It is also so important to remember (and learn, if you didn’t know) the context of those times – in Germany and elsewhere – when communists were seen as the only way to defeat Hitler – and world decisions were made because of this – and of course Hitler then went about crushing the communists – but it’s important to remember that in that particular moment, NOTHING was a done deal. Nobody could see the future. And Communism at that time did not equal Stalinism … (the book addresses that – when Max travels to Russia to study for a semester, the year of the famine in the Ukraine …) In Germany people were taking wheelbarrows of worthless money to buy a bottle of milk. Capitalism had seemed to have failed. And Hitler was a thug who needed to be crushed. They put up a damn good fight. In the post above about the Mitfords, someone showed up and made the following comment, about the ideological fight between Unity (the fascist MItford) and Decca (the communist Mitford):

The irony is that, at least in practice, that communism and facism aren’t really that far apart (both are authoritarian and socialist in nature.). Unity and Decca weren’t that far apart in their thinking (anymore than Stalin and Hitler were)….

My response to that comment was:

Of course – but you are saying that with the benefit of retrospect. We know this NOW. At the time, except to a few who remained above the fray, those similarities were not at all clear.

The Mitford parents were Hitler supporters because he had crushed the Communists in Germany – suppressed them and persecuted them – and the Mitfords were all for that. The Communists at that time were extremely attractive for those who wanted to fight against everything Hitler represented. Hitler was the enemy. The Communist Parties (at least those not in Russia – Russia who was experiencing Stalin’s purges at that very moment and knew where all this communistic stuff led) were alternatives to what Anne Lindbergh called “the wave of the future” – which was fascism. The end result did end up being the same – but again – on the ground-level, in the middle of the whirlwind, as World War II approached, esPECIALLY for the British, this was not at all clear.

If the distinctions were oh-so-clear, then why did folks like Orwell and Arthur Koestler (post about him and his Darkness at Noon here) famously switch sides? You must incorporate history in, well, history – otherwise you are just another boring hack with an axe to grind.

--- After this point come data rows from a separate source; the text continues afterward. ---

//! Configuration file handling.
//!
//! Settings are read from `.ir_compiler.json` in the current directory, or
//! from the path given with `--config`. Every key is optional.
//!
//! ```json
//! {
//!   "schema": { "dbms": "sqlite", "author": "acme" },
//!   "test": { "apiPackage": "@acme/shop-api" }
//! }
//! ```

use std::path::Path;

use serde::{Deserialize, Serialize};

use crate::e2e::compilers::DEFAULT_API_PACKAGE;
use crate::input::{read_json, IrError};
use crate::schema::compilers::prisma::DEFAULT_AUTHOR;
use crate::schema::Dbms;

/// Default configuration file name.
pub const CONFIG_FILE: &str = ".ir_compiler.json";

/// Top-level configuration file structure.
#[derive(Debug, Clone, Default, PartialEq, Serialize, Deserialize)]
#[serde(default)]
pub struct ConfigFile {
    pub schema: SchemaConfig,
    pub test: TestConfig,
}

/// Schema writer settings.
#[derive(Debug, Clone, PartialEq, Serialize, Deserialize)]
#[serde(default)]
pub struct SchemaConfig {
    /// Dialect used when `--dbms` is not given
    pub dbms: Dbms,
    /// Value of the `@author` tag in model comments
    pub author: String,
}

impl Default for SchemaConfig {
    fn default() -> Self {
        Self {
            dbms: Dbms::default(),
            author: DEFAULT_AUTHOR.to_string(),
        }
    }
}

/// Test writer settings.
#[derive(Debug, Clone, PartialEq, Serialize, Deserialize)]
#[serde(default, rename_all = "camelCase")]
pub struct TestConfig {
    /// Package the generated SDK is imported from
    pub api_package: String,
}

impl Default for TestConfig {
    fn default() -> Self {
        Self {
            api_package: DEFAULT_API_PACKAGE.to_string(),
        }
    }
}

impl ConfigFile {
    /// Load `.ir_compiler.json` from the current directory, falling back to
    /// defaults when it does not exist.
    ///
    /// # Errors
    ///
    /// Returns an error if the file exists but cannot be read or parsed.
    pub fn load() -> Result<Self, IrError> {
        Self::load_or_default(Path::new(CONFIG_FILE))
    }

    /// Load `path`, falling back to defaults when it does not exist.
    pub fn load_or_default(path: &Path) -> Result<Self, IrError> {
        if !path.exists() {
            tracing::debug!(path = %path.display(), "no configuration file, using defaults");
            return Ok(Self::default());
        }
        Self::load_from(path)
    }

    /// Load an explicitly named configuration file.
    ///
    /// # Errors
    ///
    /// Returns an error if the file is missing, unreadable, or invalid JSON.
    pub fn load_from(path: &Path) -> Result<Self, IrError> {
        let config: ConfigFile = read_json(path)?;
        tracing::debug!(path = %path.display(), ?config, "loaded configuration");
        Ok(config)
    }
}
//! Core schema IR types.
//!
//! A backend-agnostic description of a relational application: files own
//! models, models own fields and indexes. The JSON shape (camelCase keys)
//! matches what the upstream schema agents emit.

use serde::{Deserialize, Serialize};

/// Logical column type of a plain field.
///
/// Maps to the Prisma scalar via `logical_type()` and to the postgres native
/// type attribute via `postgres_type()`.
#[derive(Debug, Clone, Copy, PartialEq, Eq, Hash, Serialize, Deserialize)]
#[serde(rename_all = "lowercase")]
pub enum PlainFieldType {
    Boolean,
    Int,
    Double,
    String,
    Datetime,
    Uuid,
    Uri,
}

impl PlainFieldType {
    /// Returns the Prisma scalar type name for this field type.
    pub fn logical_type(&self) -> &'static str {
        match self {
            PlainFieldType::Boolean => "Boolean",
            PlainFieldType::Int => "Int",
            PlainFieldType::Double => "Float",
            PlainFieldType::String => "String",
            PlainFieldType::Datetime => "DateTime",
            PlainFieldType::Uuid => "String",
            PlainFieldType::Uri => "String",
        }
    }

    /// Returns the postgres native type attribute, if the type needs one.
    pub fn postgres_type(&self) -> Option<&'static str> {
        match self {
            PlainFieldType::Int => Some("@db.Integer"),
            PlainFieldType::Double => Some("@db.DoublePrecision"),
            PlainFieldType::Uuid => Some("@db.Uuid"),
            PlainFieldType::Datetime => Some("@db.Timestamptz"),
            PlainFieldType::Uri => Some("@db.VarChar(80000)"),
            PlainFieldType::Boolean | PlainFieldType::String => None,
        }
    }
}

/// Whole application: an ordered list of schema files.
#[derive(Debug, Clone, Default, PartialEq, Serialize, Deserialize)]
#[serde(rename_all = "camelCase")]
pub struct Application {
    pub files: Vec<File>,
}

/// One schema file (e.g. `schema-02-actors.prisma`) grouping related models.
#[derive(Debug, Clone, PartialEq, Serialize, Deserialize)]
#[serde(rename_all = "camelCase")]
pub struct File {
    pub filename: String,
    pub namespace: String,
    #[serde(default)]
    pub models: Vec<Model>,
}

/// A database table.
#[derive(Debug, Clone, PartialEq, Serialize, Deserialize)]
#[serde(rename_all = "camelCase")]
pub struct Model {
    pub name: String,
    #[serde(default)]
    pub description: String,
    /// Materialized view or other generated model; skips the namespace tag.
    #[serde(default)]
    pub material: bool,
    pub primary_field: PrimaryField,
    #[serde(default)]
    pub foreign_fields: Vec<ForeignField>,
    #[serde(default)]
    pub plain_fields: Vec<PlainField>,
    #[serde(default)]
    pub unique_indexes: Vec<UniqueIndex>,
    #[serde(default)]
    pub plain_indexes: Vec<PlainIndex>,
    #[serde(default)]
    pub gin_indexes: Vec<GinIndex>,
}

impl Model {
    /// Names of every column (primary, foreign, plain) in declaration order.
    pub fn column_names(&self) -> impl Iterator<Item = &str> {
        std::iter::once(self.primary_field.name.as_str())
            .chain(self.foreign_fields.iter().map(|f| f.name.as_str()))
            .chain(self.plain_fields.iter().map(|f| f.name.as_str()))
    }

    /// Returns true if any column is named `name`.
    pub fn has_column(&self, name: &str) -> bool {
        self.column_names().any(|c| c == name)
    }

    /// Total number of columns.
    pub fn column_count(&self) -> usize {
        1 + self.foreign_fields.len() + self.plain_fields.len()
    }
}

/// Primary key column; always a string UUID rendered with `@id`.
#[derive(Debug, Clone, PartialEq, Serialize, Deserialize)]
#[serde(rename_all = "camelCase")]
pub struct PrimaryField {
    pub name: String,
    #[serde(default)]
    pub description: String,
}

/// Foreign key column referencing another model's primary key.
#[derive(Debug, Clone, PartialEq, Serialize, Deserialize)]
#[serde(rename_all = "camelCase")]
pub struct ForeignField {
    pub name: String,
    #[serde(default)]
    pub description: String,
    #[serde(default)]
    pub nullable: bool,
    #[serde(default)]
    pub unique: bool,
    pub relation: Relation,
}

/// Navigation property generated for a foreign key.
#[derive(Debug, Clone, PartialEq, Serialize, Deserialize)]
#[serde(rename_all = "camelCase")]
pub struct Relation {
    /// Property name on the owning model (e.g. `customer`)
    pub name: String,
    pub target_model: String,
    /// Disambiguating relation name, assigned by the writer
    #[serde(default, skip_serializing_if = "Option::is_none")]
    pub mapping_name: Option<String>,
}

/// Ordinary data column.
#[derive(Debug, Clone, PartialEq, Serialize, Deserialize)]
#[serde(rename_all = "camelCase")]
pub struct PlainField {
    pub name: String,
    #[serde(default)]
    pub description: String,
    #[serde(default)]
    pub nullable: bool,
    #[serde(rename = "type")]
    pub field_type: PlainFieldType,
}

#[derive(Debug, Clone, PartialEq, Eq, Hash, Serialize, Deserialize)]
#[serde(rename_all = "camelCase")]
pub struct UniqueIndex {
    pub field_names: Vec<String>,
}

#[derive(Debug, Clone, PartialEq, Eq, Hash, Serialize, Deserialize)]
#[serde(rename_all = "camelCase")]
pub struct PlainIndex {
    pub field_names: Vec<String>,
}

/// Trigram index over a single string column (postgres only).
#[derive(Debug, Clone, PartialEq, Eq, Hash, Serialize, Deserialize)]
#[serde(rename_all = "camelCase")]
pub struct GinIndex {
    pub field_name: String,
}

Mosley writes about that particular moment in time – the convergence of ideologies and war and politics – the personal, the political, the scientific – the world of his actual father and his stepmother … all seen through the eyes of a 9 year old girl.

Trying to talk about what this book is about is difficult … and trying to list plot-points feels insane to me.

It is more like a wave, the tide rolling in, submerging you, and then rolling out, leaving the shore exposed, rolling back in, rolling back out. Max and Eleanor do not have different voices. Their lives are different – but they speak with one voice. And their paths converge – much later – and then separate – for many years – and then converge again … endlessly … and you know, as I grow older, and move further away from my past … Hopeful Monsters is more and more how I experience life. The past is never really past. It flows alongside us, maybe an alternate universe (Eleanor and her father love sci-fi comic books, all about time travel, and wondrous monstrous other worlds – they imagine that the sofa they sit on is an “airship”, and they can float above these other worlds, looking down, curious, on how other creatures live …) … we can dip into it, we can re-visit it … or we can say, “You know what? No thanks.” Either choice. It’s up to us.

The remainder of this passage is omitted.